* **EXERCISE INSTRUCTIONS**:
Report each line of the records where "impl" occurs.

* **RECORD EXTRACTS**:

//! Mediator errors.

use crate::registry::RegistryError;
use specbus_component::ComponentError;
use specbus_event::SpecError;
use specbus_types::{ErrorCode, ValidationError};
use thiserror::Error;

/// Error returned by mediator operations.
///
/// `Validation` and `Spec` pass the wrapped error's code through.
#[derive(Debug, Clone, PartialEq, Eq, Error)]
pub enum MediatorError {
    /// The mediator was dropped or shut down.
    #[error("mediator unavailable")]
    Unavailable,

    /// A component with this name is already registered.
    #[error("component already registered: {0}")]
    DuplicateComponent(String),

    /// Malformed channel or event name.
    #[error(transparent)]
    Validation(#[from] ValidationError),

    /// Spec merge failed.
    #[error(transparent)]
    Spec(#[from] SpecError),

    /// `initialize` failed; the component was removed again.
    #[error("component {name} failed to initialize: {source}")]
    InitFailed {
        name: String,
        #[source]
        source: ComponentError,
    },
}

impl MediatorError {
    /// Creates an init failure error.
    pub fn init_failed(name: impl Into<String>, source: ComponentError) -> Self {
        Self::InitFailed {
            name: name.into(),
            source,
        }
    }
}

impl From<RegistryError> for MediatorError {
    fn from(err: RegistryError) -> Self {
        match err {
            RegistryError::Duplicate(name) => Self::DuplicateComponent(name),
        }
    }
}

impl ErrorCode for MediatorError {
    fn code(&self) -> &'static str {
        match self {
            Self::Unavailable => "MEDIATOR_UNAVAILABLE",
            Self::DuplicateComponent(_) => "MEDIATOR_DUPLICATE_COMPONENT",
            Self::Validation(e) => e.code(),
            Self::Spec(e) => e.code(),
            Self::InitFailed { .. } => "MEDIATOR_INIT_FAILED",
        }
    }

    fn is_recoverable(&self) -> bool {
        match self {
            Self::Unavailable | Self::DuplicateComponent(_) => false,
            Self::Validation(e) => e.is_recoverable(),
            Self::Spec(e) => e.is_recoverable(),
            Self::InitFailed { source, .. } => source.is_recoverable(),
        }
    }
}

/// A subscriber failed while handling a delivered event.
///
/// Built inside the dispatch loop and logged; never returned from
/// `publish`.
#[derive(Debug, Clone, PartialEq, Eq, Error)]
pub enum HandlerExecutionError {
    /// The handler returned `Err`.
    #[error("{component} ({code}) failed on {channel}:{event}: {source}")]
    Failed {
        component: String,
        code: String,
        channel: String,
        event: String,
        #[source]
        source: ComponentError,
    },

    /// The handler panicked.
    #[error("{component} ({code}) panicked on {channel}:{event}: {message}")]
    Panicked {
        component: String,
        code: String,
        channel: String,
        event: String,
        message: String,
    },
}

impl HandlerExecutionError {
    /// Returns the failing component's name.
    #[must_use]
    pub fn component(&self) -> &str {
        match self {
            Self::Failed { component, .. } | Self::Panicked { component, .. } => component,
        }
    }

    /// Returns `true` for a caught panic.
    #[must_use]
    pub fn is_panic(&self) -> bool {
        matches!(self, Self::Panicked { .. })
    }
}

impl ErrorCode for HandlerExecutionError {
    fn code(&self) -> &'static str {
        match self {
            Self::Failed { .. } => "HANDLER_FAILED",
            Self::Panicked { .. } => "HANDLER_PANICKED",
        }
    }

    fn is_recoverable(&self) -> bool {
        match self {
            Self::Failed { source, .. } => source.is_recoverable(),
            Self::Panicked { .. } => false,
        }
    }
}

#[cfg(test)]
mod tests {
    use super::*;
    use specbus_types::assert_error_codes;

    fn failed() -> HandlerExecutionError {
        HandlerExecutionError::Failed {
            component: "Grid".into(),
            code: "GR1".into(),
            channel: "ui".into(),
            event: "windowSizeChange".into(),
            source: ComponentError::ExecutionFailed("layout".into()),
        }
    }

    fn panicked() -> HandlerExecutionError {
        HandlerExecutionError::Panicked {
            component: "Grid".into(),
            code: "GR1".into(),
            channel: "ui".into(),
            event: "windowSizeChange".into(),
            message: "index out of bounds".into(),
        }
    }

    #[test]
    fn mediator_codes_valid() {
        assert_error_codes(
            &[
                MediatorError::Unavailable,
                MediatorError::DuplicateComponent("Toolbar".into()),
                MediatorError::init_failed("Toolbar", ComponentError::InitFailed("x".into())),
            ],
            "MEDIATOR_",
        );
    }

    #[test]
    fn handler_codes_valid() {
        assert_error_codes(&[failed(), panicked()], "HANDLER_");
    }

    #[test]
    fn wrapped_codes_pass_through() {
        let err = MediatorError::from(ValidationError::EmptyChannel);
        assert_eq!(err.code(), ValidationError::EmptyChannel.code());

        let spec = SpecError::SubscriptionConflict {
            channel: "system".into(),
            event: "start".into(),
        };
        assert_eq!(MediatorError::from(spec.clone()).code(), spec.code());
    }

    #[test]
    fn registry_duplicate_maps() {
        let err = MediatorError::from(RegistryError::Duplicate("Grid".into()));
        assert_eq!(err, MediatorError::DuplicateComponent("Grid".into()));
    }

    #[test]
    fn handler_error_identity_in_message() {
        let msg = failed().to_string();
        assert!(msg.contains("Grid"));
        assert!(msg.contains("GR1"));
        assert!(msg.contains("ui:windowSizeChange"));
        assert_eq!(failed().component(), "Grid");
        assert!(panicked().is_panic());
        assert!(!panicked().is_recoverable());
        assert!(failed().is_recoverable());
    }
}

* **RESPONSE AREA**:
impl MediatorError {
    pub fn init_failed(name: impl Into<String>, source: ComponentError) -> Self {
impl From<RegistryError> for MediatorError {
impl ErrorCode for MediatorError {
impl HandlerExecutionError {
impl ErrorCode for HandlerExecutionError {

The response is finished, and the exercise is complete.